Copyright Duane Michals 2009, courtesy Edizioni Siz and photo-eye
Spending time with the recent Duane Michals book, 50, a fifty year retrospective by the Italian publisher Siz, was essentially re-experiencing much of my own photographic life, having come of photographic age with his somnambulist period. His fascination with dreams, dreamlike states and dream-walking precedes our current interest with making connections to memories. Michals is whimsical, elusive, sensitive, cerebral, witty, caustic, introspective, challenging and seemly always on the move, pushing boundaries along a zigzag course of his own making.
The book ostensibly sets out to describe the broad spectrum of Michals career, which it does very well, but excludes his combination photographic/painting that were not received to wide acclaim in the 1980’s. This retrospective begins with his earliest portraits, which paved the way into his commercial career. Michals’s multiple exposure portraits of the famous painter Rene Magritte, pair of photographs below, foretold of his well-known “Sequences” of the late 60s and 70s. In the use of the double exposures, Michals weaves in other trademark elements of Magritte’s paintings in this iconic portrait.
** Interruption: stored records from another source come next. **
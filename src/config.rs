//! Engine configuration.
//!
//! Threaded into the scheduler at construction; there is no process-wide state.

use crate::core::boundary::Boundary;
use crate::core::predictor::{Kinematic, DEFAULT_EPS};
use crate::error::{Error, Result};
use serde::{Deserialize, Serialize};
use std::path::Path;

#[derive(Debug, Clone, Copy, PartialEq, Serialize, Deserialize)]
#[serde(default)]
pub struct EngineConfig {
    /// Rectangle the bodies bounce inside.
    pub boundary: Boundary,
    /// Tolerance of the default predictor.
    pub tolerance: f64,
}

impl Default for EngineConfig {
    fn default() -> Self {
        Self {
            boundary: Boundary::default(),
            tolerance: DEFAULT_EPS,
        }
    }
}

impl EngineConfig {
    pub fn with_boundary(mut self, boundary: Boundary) -> Self {
        self.boundary = boundary;
        self
    }

    pub fn validate(&self) -> Result<()> {
        self.boundary
            .validate()
            .map_err(|e| Error::Config(e.to_string()))?;
        if !self.tolerance.is_finite() || self.tolerance <= 0.0 {
            return Err(Error::Config("tolerance must be finite and > 0".into()));
        }
        Ok(())
    }

    /// The analytic predictor configured with this tolerance.
    pub fn predictor(&self) -> Result<Kinematic> {
        Kinematic::new(self.tolerance).map_err(|e| Error::Config(e.to_string()))
    }

    /// Parse and validate a JSON document. Missing fields take their defaults.
    pub fn from_json_str(json: &str) -> Result<Self> {
        let cfg: Self = serde_json::from_str(json)?;
        cfg.validate()?;
        Ok(cfg)
    }

    pub fn load(path: impl AsRef<Path>) -> Result<Self> {
        let text = std::fs::read_to_string(path)?;
        Self::from_json_str(&text)
    }

    pub fn to_json_string(&self) -> Result<String> {
        Ok(serde_json::to_string_pretty(self)?)
    }
}
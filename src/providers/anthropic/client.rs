use async_trait::async_trait;
use reqwest::header::{HeaderMap, HeaderValue};
use reqwest::{Client, StatusCode};

use super::types::{MessagesRequest, MessagesResponse};
use crate::error::{ProviderError, ProviderErrorKind};
use crate::providers::llm::ProviderClient;
use crate::providers::ProviderName;

const API_URL: &str = "https://api.anthropic.com/v1/messages";
const API_VERSION: &str = "2023-06-01";
const PROVIDER: ProviderName = ProviderName::Anthropic;

/// Adapter for the Anthropic messages endpoint. The credential travels as
/// an `x-api-key` header alongside a pinned API version.
pub struct AnthropicClient {
    http: Client,
    api_key: String,
    model: String,
    max_tokens: u32,
}

impl AnthropicClient {
    pub fn new(http: Client, api_key: String, model: String, max_tokens: u32) -> Self {
        Self {
            http,
            api_key,
            model,
            max_tokens,
        }
    }

    fn build_headers(&self) -> Result<HeaderMap, ProviderError> {
        let mut headers = HeaderMap::new();
        let key = HeaderValue::from_str(&self.api_key).map_err(|_| {
            ProviderError::new(
                PROVIDER,
                ProviderErrorKind::InvalidCredential,
                "Credential is not a valid header value",
            )
        })?;
        headers.insert("x-api-key", key);
        headers.insert("anthropic-version", HeaderValue::from_static(API_VERSION));
        Ok(headers)
    }
}

#[async_trait]
impl ProviderClient for AnthropicClient {
    async fn send(&self, prompt: &str) -> Result<String, ProviderError> {
        let request = MessagesRequest::user(&self.model, self.max_tokens, prompt);
        let headers = self.build_headers()?;

        let response = self
            .http
            .post(API_URL)
            .headers(headers)
            .json(&request)
            .send()
            .await
            .map_err(|e| ProviderError::transport(PROVIDER, &e))?;

        match response.status() {
            StatusCode::OK => {}
            status => {
                let kind = ProviderErrorKind::from_status(status);
                let detail = response
                    .text()
                    .await
                    .unwrap_or_else(|_| "Unknown error".to_string());
                return Err(ProviderError::new(
                    PROVIDER,
                    kind,
                    format!("status {status}: {detail}"),
                ));
            }
        }

        let body: MessagesResponse = response
            .json()
            .await
            .map_err(|e| ProviderError::malformed(PROVIDER, format!("Failed to parse response: {e}")))?;

        body.into_text()
            .ok_or_else(|| ProviderError::malformed(PROVIDER, "Response contained no content blocks"))
    }
}
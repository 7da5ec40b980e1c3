use async_trait::async_trait;
use reqwest::{Client, StatusCode};

use super::types::{GenerateContentRequest, GenerateContentResponse};
use crate::error::{ProviderError, ProviderErrorKind};
use crate::providers::llm::ProviderClient;
use crate::providers::ProviderName;

const API_BASE_URL: &str = "https://generativelanguage.googleapis.com/v1beta/models";
const PROVIDER: ProviderName = ProviderName::Gemini;

/// Adapter for the Gemini generateContent endpoint. Unlike the others,
/// the credential travels as a query parameter.
pub struct GeminiClient {
    http: Client,
    api_key: String,
    model: String,
}

impl GeminiClient {
    pub fn new(http: Client, api_key: String, model: String) -> Self {
        Self {
            http,
            api_key,
            model,
        }
    }

    fn endpoint(&self) -> String {
        format!(
            "{API_BASE_URL}/{model}:generateContent",
            model = self.model
        )
    }
}

#[async_trait]
impl ProviderClient for GeminiClient {
    async fn send(&self, prompt: &str) -> Result<String, ProviderError> {
        let request = GenerateContentRequest::from_prompt(prompt);

        let response = self
            .http
            .post(self.endpoint())
            .query(&[("key", self.api_key.as_str())])
            .json(&request)
            .send()
            .await
            .map_err(|e| ProviderError::transport(PROVIDER, &e))?;

        match response.status() {
            StatusCode::OK => {}
            status => {
                let kind = ProviderErrorKind::from_status(status);
                let detail = response
                    .text()
                    .await
                    .unwrap_or_else(|_| "Unknown error".to_string());
                return Err(ProviderError::new(
                    PROVIDER,
                    kind,
                    format!("status {status}: {detail}"),
                ));
            }
        }

        let body: GenerateContentResponse = response
            .json()
            .await
            .map_err(|e| ProviderError::malformed(PROVIDER, format!("Failed to parse response: {e}")))?;

        body.into_text()
            .ok_or_else(|| ProviderError::malformed(PROVIDER, "Response contained no candidates"))
    }
}
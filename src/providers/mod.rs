pub mod anthropic;
pub mod gemini;
pub mod llm;
pub mod openai;
pub mod select;

pub use llm::ProviderClient;
pub use select::{Credentials, ProviderSelector};

use serde::{Deserialize, Serialize};
use std::fmt;

/// The external LLM services this broker can talk to.
#[derive(Debug, Clone, Copy, PartialEq, Eq, Serialize, Deserialize)]
#[serde(rename_all = "lowercase")]
pub enum ProviderName {
    OpenAi,
    Anthropic,
    Gemini,
}

impl fmt::Display for ProviderName {
    fn fmt(&self, f: &mut fmt::Formatter<'_>) -> fmt::Result {
        let name = match self {
            Self::OpenAi => "openai",
            Self::Anthropic => "anthropic",
            Self::Gemini => "gemini",
        };
        write!(f, "{name}")
    }
}
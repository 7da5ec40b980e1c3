use std::collections::HashMap;
use std::sync::Arc;

use async_trait::async_trait;
use tokio::sync::RwLock;
use uuid::Uuid;

use crate::chat::message::Conversation;
use crate::error::StoreError;

/// Persistence seam for conversations. A real deployment backs this with
/// a document store; [`MemoryStore`] ships for tests and local runs.
#[async_trait]
pub trait ConversationStore: Send + Sync {
    async fn insert(&self, conversation: &Conversation) -> Result<(), StoreError>;

    async fn get(&self, id: Uuid) -> Result<Option<Conversation>, StoreError>;

    async fn update(&self, conversation: &Conversation) -> Result<(), StoreError>;

    /// All conversations owned by `owner_id`, most recently updated first.
    async fn find_by_owner(&self, owner_id: &str) -> Result<Vec<Conversation>, StoreError>;

    /// Returns whether a record was actually removed.
    async fn delete(&self, id: Uuid) -> Result<bool, StoreError>;

    /// Returns the number of records removed; zero is not an error.
    async fn delete_by_owner(&self, owner_id: &str) -> Result<u64, StoreError>;
}

#[async_trait]
impl<T: ConversationStore + ?Sized> ConversationStore for Arc<T> {
    async fn insert(&self, conversation: &Conversation) -> Result<(), StoreError> {
        (**self).insert(conversation).await
    }

    async fn get(&self, id: Uuid) -> Result<Option<Conversation>, StoreError> {
        (**self).get(id).await
    }

    async fn update(&self, conversation: &Conversation) -> Result<(), StoreError> {
        (**self).update(conversation).await
    }

    async fn find_by_owner(&self, owner_id: &str) -> Result<Vec<Conversation>, StoreError> {
        (**self).find_by_owner(owner_id).await
    }

    async fn delete(&self, id: Uuid) -> Result<bool, StoreError> {
        (**self).delete(id).await
    }

    async fn delete_by_owner(&self, owner_id: &str) -> Result<u64, StoreError> {
        (**self).delete_by_owner(owner_id).await
    }
}

/// In-memory conversation store.
#[derive(Default)]
pub struct MemoryStore {
    records: RwLock<HashMap<Uuid, Conversation>>,
}

impl MemoryStore {
    pub fn new() -> Self {
        Self::default()
    }
}

#[async_trait]
impl ConversationStore for MemoryStore {
    async fn insert(&self, conversation: &Conversation) -> Result<(), StoreError> {
        self.records
            .write()
            .await
            .insert(conversation.id(), conversation.clone());
        Ok(())
    }

    async fn get(&self, id: Uuid) -> Result<Option<Conversation>, StoreError> {
        Ok(self.records.read().await.get(&id).cloned())
    }

    async fn update(&self, conversation: &Conversation) -> Result<(), StoreError> {
        let mut records = self.records.write().await;
        if !records.contains_key(&conversation.id()) {
            return Err(StoreError::Backend(format!(
                "conversation {id} vanished during update",
                id = conversation.id()
            )));
        }
        records.insert(conversation.id(), conversation.clone());
        Ok(())
    }

    async fn find_by_owner(&self, owner_id: &str) -> Result<Vec<Conversation>, StoreError> {
        let mut owned: Vec<Conversation> = self
            .records
            .read()
            .await
            .values()
            .filter(|conversation| conversation.owner_id() == owner_id)
            .cloned()
            .collect();
        owned.sort_by(|a, b| b.updated_at().cmp(&a.updated_at()));
        Ok(owned)
    }

    async fn delete(&self, id: Uuid) -> Result<bool, StoreError> {
        Ok(self.records.write().await.remove(&id).is_some())
    }

    async fn delete_by_owner(&self, owner_id: &str) -> Result<u64, StoreError> {
        let mut records = self.records.write().await;
        let before = records.len();
        records.retain(|_, conversation| conversation.owner_id() != owner_id);
        Ok((before - records.len()) as u64)
    }
}
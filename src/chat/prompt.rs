/// Builds the deterministic first-turn advice prompt.
///
/// Caller name and age are optional; the opening line degrades to the
/// parts that were supplied.
pub fn first_turn(
    caller_name: Option<&str>,
    partner_name: &str,
    caller_age: Option<u32>,
    concern: &str,
) -> String {
    let intro = match (caller_name, caller_age) {
        (Some(name), Some(age)) => format!("My name is {name}, and I'm {age} years old. "),
        (Some(name), None) => format!("My name is {name}. "),
        (None, Some(age)) => format!("I'm {age} years old. "),
        (None, None) => String::new(),
    };

    format!(
        "{intro}I'm having an issue with my partner, {partner_name}. The problem is: {concern}. \n\n\
         I'm looking for advice on how to address this situation. What steps can I take to improve things? \
         Are there any communication strategies or perspectives I should consider? \
         How can I approach this sensitively while also addressing my own needs?\n\n\
         Any insights or suggestions would be greatly appreciated. I want to handle this in a way \
         that's respectful to both of us and strengthens our relationship."
    )
}
pub mod client;
pub mod types;

pub use client::GeminiClient;
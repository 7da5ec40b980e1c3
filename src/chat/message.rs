use chrono::{DateTime, Utc};
use serde::{Deserialize, Serialize};
use uuid::Uuid;

/// One turn in a conversation. Immutable once appended.
///
/// `from_caller` is always set explicitly at creation; it is never
/// inferred from position in the log, and records missing the flag fail
/// deserialization rather than being silently repaired.
#[derive(Debug, Clone, Serialize, Deserialize)]
pub struct Message {
    from_caller: bool,
    text: String,
    timestamp: DateTime<Utc>,
}

impl Message {
    pub fn caller(text: impl Into<String>) -> Self {
        Self {
            from_caller: true,
            text: text.into(),
            timestamp: Utc::now(),
        }
    }

    pub fn reply(text: impl Into<String>) -> Self {
        Self {
            from_caller: false,
            text: text.into(),
            timestamp: Utc::now(),
        }
    }

    pub fn from_caller(&self) -> bool {
        self.from_caller
    }

    pub fn text(&self) -> &str {
        &self.text
    }

    pub fn timestamp(&self) -> DateTime<Utc> {
        self.timestamp
    }

    fn speaker(&self) -> &'static str {
        if self.from_caller {
            "Caller"
        } else {
            "Assistant"
        }
    }
}

/// An advice conversation owned by one caller.
///
/// The message log is append-only: insertion order is chronological
/// order, and every append stamps `updated_at`. The owner is fixed at
/// construction.
#[derive(Debug, Clone, Serialize, Deserialize)]
pub struct Conversation {
    id: Uuid,
    owner_id: String,
    partner_name: String,
    concern: String,
    messages: Vec<Message>,
    created_at: DateTime<Utc>,
    updated_at: DateTime<Utc>,
}

impl Conversation {
    pub fn new(
        owner_id: impl Into<String>,
        partner_name: impl Into<String>,
        concern: impl Into<String>,
    ) -> Self {
        let now = Utc::now();
        Self {
            id: Uuid::new_v4(),
            owner_id: owner_id.into(),
            partner_name: partner_name.into(),
            concern: concern.into(),
            messages: Vec::new(),
            created_at: now,
            updated_at: now,
        }
    }

    pub fn id(&self) -> Uuid {
        self.id
    }

    pub fn owner_id(&self) -> &str {
        &self.owner_id
    }

    pub fn partner_name(&self) -> &str {
        &self.partner_name
    }

    pub fn concern(&self) -> &str {
        &self.concern
    }

    pub fn messages(&self) -> &[Message] {
        &self.messages
    }

    pub fn created_at(&self) -> DateTime<Utc> {
        self.created_at
    }

    pub fn updated_at(&self) -> DateTime<Utc> {
        self.updated_at
    }

    pub fn push(&mut self, message: Message) {
        self.updated_at = message.timestamp;
        self.messages.push(message);
    }

    /// Renders the full history as the prompt for a follow-up turn, one
    /// `Speaker: text` line per message in chronological order.
    pub fn transcript(&self) -> String {
        self.messages
            .iter()
            .map(|message| format!("{}: {}", message.speaker(), message.text))
            .collect::<Vec<_>>()
            .join("\n")
    }
}

#[cfg(test)]
mod tests {
    use super::*;

    #[test]
    fn push_keeps_chronological_order_and_stamps_updated_at() {
        let mut conversation = Conversation::new("u1", "Alex", "communication");
        let before = conversation.updated_at();

        conversation.push(Message::caller("first"));
        conversation.push(Message::reply("second"));

        assert_eq!(conversation.messages().len(), 2);
        assert!(conversation.messages()[0].from_caller());
        assert!(!conversation.messages()[1].from_caller());
        assert!(
            conversation.messages()[0].timestamp() <= conversation.messages()[1].timestamp()
        );
        assert!(conversation.updated_at() >= before);
        assert_eq!(
            conversation.updated_at(),
            conversation.messages()[1].timestamp()
        );
    }

    #[test]
    fn transcript_prefixes_speaker_roles() {
        let mut conversation = Conversation::new("u1", "Alex", "communication");
        conversation.push(Message::caller("We keep arguing"));
        conversation.push(Message::reply("Tell me more"));
        conversation.push(Message::caller("It started last week"));

        assert_eq!(
            conversation.transcript(),
            "Caller: We keep arguing\nAssistant: Tell me more\nCaller: It started last week"
        );
    }

    #[test]
    fn message_without_origin_flag_fails_to_deserialize() {
        let result: Result<Message, _> =
            serde_json::from_str(r#"{"text":"hi","timestamp":"2024-01-01T00:00:00Z"}"#);
        assert!(result.is_err());
    }

    #[test]
    fn conversation_round_trips_through_json() {
        let mut conversation = Conversation::new("u1", "Alex", "communication");
        conversation.push(Message::caller("hello"));

        let json = serde_json::to_string(&conversation).expect("should serialize");
        let restored: Conversation = serde_json::from_str(&json).expect("should deserialize");

        assert_eq!(restored.id(), conversation.id());
        assert_eq!(restored.owner_id(), "u1");
        assert_eq!(restored.messages().len(), 1);
        assert_eq!(restored.messages()[0].text(), "hello");
    }
}
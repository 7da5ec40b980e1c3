use clap::Parser;
use counsel::{ChatService, Config, Credentials, MemoryStore, NewConversation, ResponseBroker};
use std::io::{self, BufRead, Write};

/// Local driver for the advice service: starts a conversation and keeps
/// it going from stdin. Not a transport layer; the library is the product.
#[derive(Parser, Debug)]
#[command(author, version, about, long_about = None)]
struct Args {
    /// Partner's name
    #[arg(long)]
    partner: String,

    /// What the issue is about
    #[arg(long)]
    concern: String,

    /// Opening message
    #[arg()]
    message: Vec<String>,

    /// Your name (optional, enriches the first prompt)
    #[arg(long)]
    name: Option<String>,

    /// Your age (optional, enriches the first prompt)
    #[arg(long)]
    age: Option<u32>,

    /// OpenAI API key (overrides the configured default provider)
    #[arg(long)]
    openai_key: Option<String>,

    /// Anthropic API key
    #[arg(long)]
    anthropic_key: Option<String>,

    /// Gemini API key
    #[arg(long)]
    gemini_key: Option<String>,
}

#[tokio::main]
async fn main() -> anyhow::Result<()> {
    let _ = dotenv::dotenv();
    env_logger::init();

    let args = Args::parse();
    let credentials = Credentials {
        openai: args.openai_key,
        anthropic: args.anthropic_key,
        gemini: args.gemini_key,
    };

    let config = Config::load()?;
    let broker = ResponseBroker::new(config)?;
    let service = ChatService::new(MemoryStore::new(), Box::new(broker));

    let owner = "local";
    let conversation = service
        .submit(
            owner,
            NewConversation {
                partner_name: args.partner,
                concern: args.concern,
                message: args.message.join(" "),
                caller_name: args.name,
                caller_age: args.age,
            },
            &credentials,
        )
        .await?;

    let reply = conversation
        .messages()
        .last()
        .map(|message| message.text().to_string())
        .unwrap_or_default();
    println!("{reply}");

    let stdin = io::stdin();
    let mut stdout = io::stdout();
    loop {
        print!("> ");
        stdout.flush()?;

        let mut follow_up = String::new();
        if stdin.lock().read_line(&mut follow_up)? == 0 {
            break;
        }
        let follow_up = follow_up.trim();
        if follow_up.is_empty() {
            continue;
        }

        match service
            .continue_conversation(owner, conversation.id(), follow_up, &credentials)
            .await
        {
            Ok(outcome) => println!("{reply}", reply = outcome.reply),
            Err(e) => eprintln!("Error: {e}"),
        }
    }

    Ok(())
}
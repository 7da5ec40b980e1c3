use serde::Deserialize;

use crate::error::AiError;
use crate::providers::ProviderName;

/// Caller-supplied provider credentials for a single request. Never
/// persisted; dropped as soon as the request resolves.
#[derive(Debug, Clone, Default, Deserialize)]
pub struct Credentials {
    pub openai: Option<String>,
    pub anthropic: Option<String>,
    pub gemini: Option<String>,
}

impl Credentials {
    pub fn is_empty(&self) -> bool {
        self.openai.is_none() && self.anthropic.is_none() && self.gemini.is_none()
    }
}

/// Picks exactly one provider for a request.
///
/// Priority is fixed: the caller's OpenAI key, then Anthropic, then
/// Gemini, then the operator-configured default Gemini key. The order is
/// a policy choice, not a technical constraint; a real deployment would
/// make it configurable.
#[derive(Debug, Clone)]
pub struct ProviderSelector {
    default_gemini: Option<String>,
}

impl ProviderSelector {
    /// The default credential is injected here once, at startup, rather
    /// than read from the environment on every call.
    pub fn new(default_gemini: Option<String>) -> Self {
        Self { default_gemini }
    }

    pub fn select(&self, credentials: &Credentials) -> Result<(ProviderName, String), AiError> {
        if let Some(key) = &credentials.openai {
            return Ok((ProviderName::OpenAi, key.clone()));
        }
        if let Some(key) = &credentials.anthropic {
            return Ok((ProviderName::Anthropic, key.clone()));
        }
        if let Some(key) = &credentials.gemini {
            return Ok((ProviderName::Gemini, key.clone()));
        }
        match &self.default_gemini {
            Some(key) => Ok((ProviderName::Gemini, key.clone())),
            None => Err(AiError::NoProviderAvailable),
        }
    }
}
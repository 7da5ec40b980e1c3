use serde::{Deserialize, Serialize};

#[derive(Debug, Serialize)]
pub struct GenerateContentRequest<'a> {
    pub contents: Vec<Content<'a>>,
}

#[derive(Debug, Serialize)]
pub struct Content<'a> {
    pub parts: Vec<Part<'a>>,
}

#[derive(Debug, Serialize)]
pub struct Part<'a> {
    pub text: &'a str,
}

impl<'a> GenerateContentRequest<'a> {
    pub fn from_prompt(prompt: &'a str) -> Self {
        Self {
            contents: vec![Content {
                parts: vec![Part { text: prompt }],
            }],
        }
    }
}

#[derive(Debug, Deserialize)]
pub struct GenerateContentResponse {
    #[serde(default)]
    pub candidates: Vec<Candidate>,
}

#[derive(Debug, Deserialize)]
pub struct Candidate {
    pub content: CandidateContent,
}

#[derive(Debug, Deserialize)]
pub struct CandidateContent {
    #[serde(default)]
    pub parts: Vec<ResponsePart>,
}

#[derive(Debug, Deserialize)]
pub struct ResponsePart {
    pub text: String,
}

impl GenerateContentResponse {
    /// The reply lives at `candidates[0].content.parts[0].text`.
    pub fn into_text(self) -> Option<String> {
        self.candidates
            .into_iter()
            .next()
            .and_then(|candidate| candidate.content.parts.into_iter().next())
            .map(|part| part.text)
    }
}
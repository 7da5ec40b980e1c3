use async_trait::async_trait;
use reqwest::{Client, StatusCode};

use super::types::{CompletionRequest, CompletionResponse};
use crate::error::{ProviderError, ProviderErrorKind};
use crate::providers::llm::ProviderClient;
use crate::providers::ProviderName;

const API_URL: &str = "https://api.openai.com/v1/completions";
const PROVIDER: ProviderName = ProviderName::OpenAi;

/// Adapter for the OpenAI completions endpoint. The credential travels as
/// a bearer authorization header.
pub struct OpenAiClient {
    http: Client,
    api_key: String,
    model: String,
    max_tokens: u32,
}

impl OpenAiClient {
    pub fn new(http: Client, api_key: String, model: String, max_tokens: u32) -> Self {
        Self {
            http,
            api_key,
            model,
            max_tokens,
        }
    }
}

#[async_trait]
impl ProviderClient for OpenAiClient {
    async fn send(&self, prompt: &str) -> Result<String, ProviderError> {
        let request = CompletionRequest {
            model: &self.model,
            prompt,
            max_tokens: self.max_tokens,
        };

        let response = self
            .http
            .post(API_URL)
            .header("Authorization", format!("Bearer {key}", key = self.api_key))
            .json(&request)
            .send()
            .await
            .map_err(|e| ProviderError::transport(PROVIDER, &e))?;

        match response.status() {
            StatusCode::OK => {}
            status => {
                let kind = ProviderErrorKind::from_status(status);
                let detail = response
                    .text()
                    .await
                    .unwrap_or_else(|_| "Unknown error".to_string());
                return Err(ProviderError::new(
                    PROVIDER,
                    kind,
                    format!("status {status}: {detail}"),
                ));
            }
        }

        let body: CompletionResponse = response
            .json()
            .await
            .map_err(|e| ProviderError::malformed(PROVIDER, format!("Failed to parse response: {e}")))?;

        body.into_text()
            .ok_or_else(|| ProviderError::malformed(PROVIDER, "Response contained no choices"))
    }
}
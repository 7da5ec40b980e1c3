use std::time::Duration;

use async_trait::async_trait;
use log::debug;
use reqwest::Client;

use crate::config::Config;
use crate::error::AiError;
use crate::providers::anthropic::AnthropicClient;
use crate::providers::gemini::GeminiClient;
use crate::providers::llm::ProviderClient;
use crate::providers::openai::OpenAiClient;
use crate::providers::{Credentials, ProviderName, ProviderSelector};

/// The single seam the conversation service depends on for AI replies.
/// Stubbed in tests; implemented by [`ResponseBroker`] in production.
#[async_trait]
pub trait AiBroker: Send + Sync {
    async fn get_response(&self, prompt: &str, credentials: &Credentials)
        -> Result<String, AiError>;
}

/// Resolves exactly one provider per request and normalizes its outcome.
///
/// Whatever provider ends up handling the call, the caller sees either
/// reply text or one [`AiError`]. No fallback to a second provider on
/// failure; one attempt is the contract.
pub struct ResponseBroker {
    selector: ProviderSelector,
    http: Client,
    config: Config,
}

impl ResponseBroker {
    pub fn new(config: Config) -> Result<Self, reqwest::Error> {
        // Unbounded provider calls would pin a request forever; every
        // outbound call shares this client and its timeout.
        let http = Client::builder()
            .timeout(Duration::from_secs(config.request_timeout_secs))
            .build()?;
        let selector = ProviderSelector::new(config.default_gemini_key.clone());
        Ok(Self {
            selector,
            http,
            config,
        })
    }

    fn client_for(&self, provider: ProviderName, api_key: String) -> Box<dyn ProviderClient> {
        match provider {
            ProviderName::OpenAi => Box::new(OpenAiClient::new(
                self.http.clone(),
                api_key,
                self.config.openai.model.clone(),
                self.config.openai.max_tokens,
            )),
            ProviderName::Anthropic => Box::new(AnthropicClient::new(
                self.http.clone(),
                api_key,
                self.config.anthropic.model.clone(),
                self.config.anthropic.max_tokens,
            )),
            ProviderName::Gemini => Box::new(GeminiClient::new(
                self.http.clone(),
                api_key,
                self.config.gemini.model.clone(),
            )),
        }
    }
}

#[async_trait]
impl AiBroker for ResponseBroker {
    async fn get_response(
        &self,
        prompt: &str,
        credentials: &Credentials,
    ) -> Result<String, AiError> {
        let (provider, api_key) = self.selector.select(credentials)?;
        debug!("[Broker] provider: {provider}");

        let client = self.client_for(provider, api_key);
        client.send(prompt).await.map_err(AiError::Response)
    }
}
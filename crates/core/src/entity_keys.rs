//! Partition/row key derivation for user-related table entities.
//!
//! Every entity kind lives in exactly one row per user: the partition key is
//! the user key and the row key is a per-store constant naming the kind. A
//! point lookup therefore never needs a scan.

use serde::{Deserialize, Serialize};

use crate::error::{require_non_blank, CoreError};
use crate::types::UserKey;

// ---------------------------------------------------------------------------
// Constants
// ---------------------------------------------------------------------------

/// Row key of the user record.
pub const USER_ROW_KEY: &str = "User";

/// Row key of the email-index record.
pub const EMAIL_INDEX_ROW_KEY: &str = "EmailIndex";

// ---------------------------------------------------------------------------
// Keys
// ---------------------------------------------------------------------------

/// Two-part address of one entity in a table.
#[derive(Debug, Clone, PartialEq, Eq, Hash, PartialOrd, Ord, Serialize, Deserialize)]
pub struct TableEntityKeys {
    pub partition_key: String,
    pub row_key: String,
}

/// Derives [`TableEntityKeys`] for one entity kind.
#[derive(Debug, Clone, PartialEq, Eq)]
pub struct EntityKeyDeriver {
    row_key: String,
}

impl EntityKeyDeriver {
    /// Deriver for the entity kind identified by `row_key`.
    pub fn new(row_key: impl Into<String>) -> Result<Self, CoreError> {
        let row_key = row_key.into();
        require_non_blank("row_key", &row_key)?;
        Ok(Self { row_key })
    }

    pub fn user() -> Self {
        Self {
            row_key: USER_ROW_KEY.to_string(),
        }
    }

    pub fn email_index() -> Self {
        Self {
            row_key: EMAIL_INDEX_ROW_KEY.to_string(),
        }
    }

    pub fn row_key(&self) -> &str {
        &self.row_key
    }

    pub fn derive(&self, key: &UserKey) -> TableEntityKeys {
        self.keys_for(key.value())
    }

    /// Derive keys from an unvalidated partition value.
    pub fn derive_from_str(&self, key: &str) -> Result<TableEntityKeys, CoreError> {
        require_non_blank("key", key)?;
        Ok(self.keys_for(key))
    }

    fn keys_for(&self, partition_key: &str) -> TableEntityKeys {
        tracing::trace!(partition_key, row_key = %self.row_key, "Derived entity keys");
        TableEntityKeys {
            partition_key: partition_key.to_string(),
            row_key: self.row_key.clone(),
        }
    }
}
use idhelper_core::error::CoreError;

/// Errors surfaced by table clients and the stores built on them.
#[derive(Debug, thiserror::Error)]
pub enum TableError {
    #[error("Entity not found in {table}: ({partition_key}, {row_key})")]
    NotFound {
        table: String,
        partition_key: String,
        row_key: String,
    },

    #[error("Entity already exists in {table}: ({partition_key}, {row_key})")]
    Conflict {
        table: String,
        partition_key: String,
        row_key: String,
    },

    #[error("Etag mismatch in {table}: ({partition_key}, {row_key})")]
    PreconditionFailed {
        table: String,
        partition_key: String,
        row_key: String,
    },

    #[error(transparent)]
    Core(#[from] CoreError),

    #[error("Serialization error: {0}")]
    Serialization(#[from] serde_json::Error),

    #[error("Invalid entity: {0}")]
    Invalid(String),
}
In his Sequences he fully delves into the world of the Somnambulist, the dream walker, utilizing sequential images, multiple exposures and eventually hand-written narrations that developed into raw poetic verse, declarations, statements and always questions. Most, if not all, of Michals’s Sequences are contained with this retrospective, which provides an opportunity to study this important, and arguably his most critical, body of work.
Subsequent to the Sequences, his sarcastic wit was fully revealed with his “About Contemporary Art” series; probably best know for ribbing Cindy Sherman with the title “Who is Sidney Sherman?” and mocking post-modern art in general. This series is somewhat ironic in that Michals double exposures, sequences and hand written narratives challenged the modernistic norm of the 1960s and 70s.
One weakness of the book is that the supporting essays, including his interview with Enrica Vigano, are in Italian. Overall, lacking an English translation in the book does not diminish an appreciation of Michals first fifty years and provides me with wonder on what still may be yet to come. Additionally, his hand written narratives in English included within many of his photographic projects provides a layer of supporting contextual information.